Upper Darby, Philadelphia Information
Located approximately 3 miles to the west of Philadelphia is the quiet and medium-sized town of Upper Darby Township, Pennsylvania. With a population of just over 80,000, this bustling suburb located along the Delaware River sits at the New Jersey border. The township is the 17th largest community in Pennsylvania.
Upper Darby, Philadelphia Details
Historically, Upper Darby was settled by the Swedish in 1653. Upon their arrival, these first European settlers famously introduced the area to the log cabin. One of these original cabins, now called The Lower Swedish Cabin, has become a main tourist attraction in the township. The “Swedish Cabin” as it is known to locals, is listed on the National Register of Historic Places and is designated with a Pennsylvania Historical Marker.
Another popular tourist attraction in the Township is Collen Brook Farm known as Collenbrook. It is an 18-century historical farmhouse and the former home of noted political advocate George Smith. Similar to the “Swedish Cabin”, Collenbrook is listed on the National Register of Historic Places.

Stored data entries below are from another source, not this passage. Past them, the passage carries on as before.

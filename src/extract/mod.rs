//! Function extraction from raw source text.
//!
//! Locates `function <name>(...)` headers with a regex, then walks the body
//! with an explicit brace-depth scanner so nested `{...}` blocks do not
//! truncate the fragment. This is still text-level matching, not a JS parser:
//! arrow functions, methods, and braces inside string literals or comments
//! are not understood, and that imprecision is accepted.

use regex::Regex;
use std::sync::LazyLock;

/// Matches a function header: keyword, name, opening of the parameter list.
static FUNCTION_HEADER: LazyLock<Regex> =
    LazyLock::new(|| Regex::new(r"function\s+(\w+)\s*\(").unwrap());

/// A text span identified as one complete function definition.
#[derive(Debug, Clone, PartialEq, Eq)]
pub struct FunctionFragment {
    name: String,
    text: String,
}

impl FunctionFragment {
    /// First identifier following the `function` keyword. Never empty.
    pub fn name(&self) -> &str {
        &self.name
    }

    /// Raw source text, header through the matching closing brace.
    pub fn text(&self) -> &str {
        &self.text
    }
}

/// Extract every function definition from `content`, in document order.
///
/// Empty input yields an empty sequence. Malformed candidates (unclosed
/// parameter list or body) and function declarations nested inside an
/// already-extracted body are skipped without error.
pub fn extract_functions(content: &str) -> Vec<FunctionFragment> {
    let mut fragments = Vec::new();
    let mut cursor = 0;

    for caps in FUNCTION_HEADER.captures_iter(content) {
        let header = caps.get(0).expect("regex match has a whole-match group");
        if header.start() < cursor {
            // Inside a fragment already consumed (nested declaration)
            continue;
        }

        let name = caps.get(1).expect("header regex has a name group").as_str();
        let Some(end) = find_body_end(content, header.end()) else {
            continue;
        };

        fragments.push(FunctionFragment {
            name: name.to_string(),
            text: content[header.start()..end].to_string(),
        });
        cursor = end;
    }

    fragments
}

/// Scan from just past the opening `(` of the parameter list to the end of
/// the function body. Returns the byte offset one past the closing `}`, or
/// `None` when the parameter list or body never closes.
fn find_body_end(content: &str, params_start: usize) -> Option<usize> {
    let bytes = content.as_bytes();
    let mut i = params_start;

    // Close the parameter list first; parentheses may nest (default values)
    let mut depth = 1usize;
    while i < bytes.len() && depth > 0 {
        match bytes[i] {
            b'(' => depth += 1,
            b')' => depth -= 1,
            _ => {}
        }
        i += 1;
    }
    if depth > 0 {
        return None;
    }

    // Find the body's opening brace
    while i < bytes.len() && bytes[i] != b'{' {
        i += 1;
    }
    if i == bytes.len() {
        return None;
    }

    // Walk the body tracking brace depth; the first depth-zero `}` ends it
    let mut depth = 0usize;
    while i < bytes.len() {
        match bytes[i] {
            b'{' => depth += 1,
            b'}' => {
                depth -= 1;
                if depth == 0 {
                    return Some(i + 1);
                }
            }
            _ => {}
        }
        i += 1;
    }

    None
}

Perhaps the township’s most famous landmark is the Tower Theatre which was built in 1927. It was one of the area’s first movie houses. It also hosted Vaudeville acts in its early days. Later in the theatre’s monumental history, it introduced American audiences to musical artists like David Bowie and the band Genesis featuring Peter Gabriel. It has also hosted performances by a young Bruce Springsteen and the artist Prince.
Property Management in Upper Darby Township
Away from the tourist attractions of the township, Upper Darby is a fantastic place to raise a family. The average income for a family of four is approximately $75,000. This is considered a medium to low income area compared to the national average. The median age of residents is 34 which makes for a young and active population.
The education level of residents, as in those that have a bachelor’s degree or an advanced degree is 20.95%. That is similar to the national average.
The township is a combination of both blue-collar and white-collar jobs. According to the U.S. Census Bureau, a large number of residents are in the management, or finance industry. The town has more people working with computers than 95% of the U.S. The blue-collar segment of the population includes service industry providers.
Similarly to neighboring Philadelphia, the township’s population is diverse, with over 100 different ethnic cultures represented. However, racially the township is 56.5% white and 27.5%. Approximately, 29.7% of the town’s population is foreign born. Languages spoken in the town include Spanish, Vietnamese, Indic languages and African languages.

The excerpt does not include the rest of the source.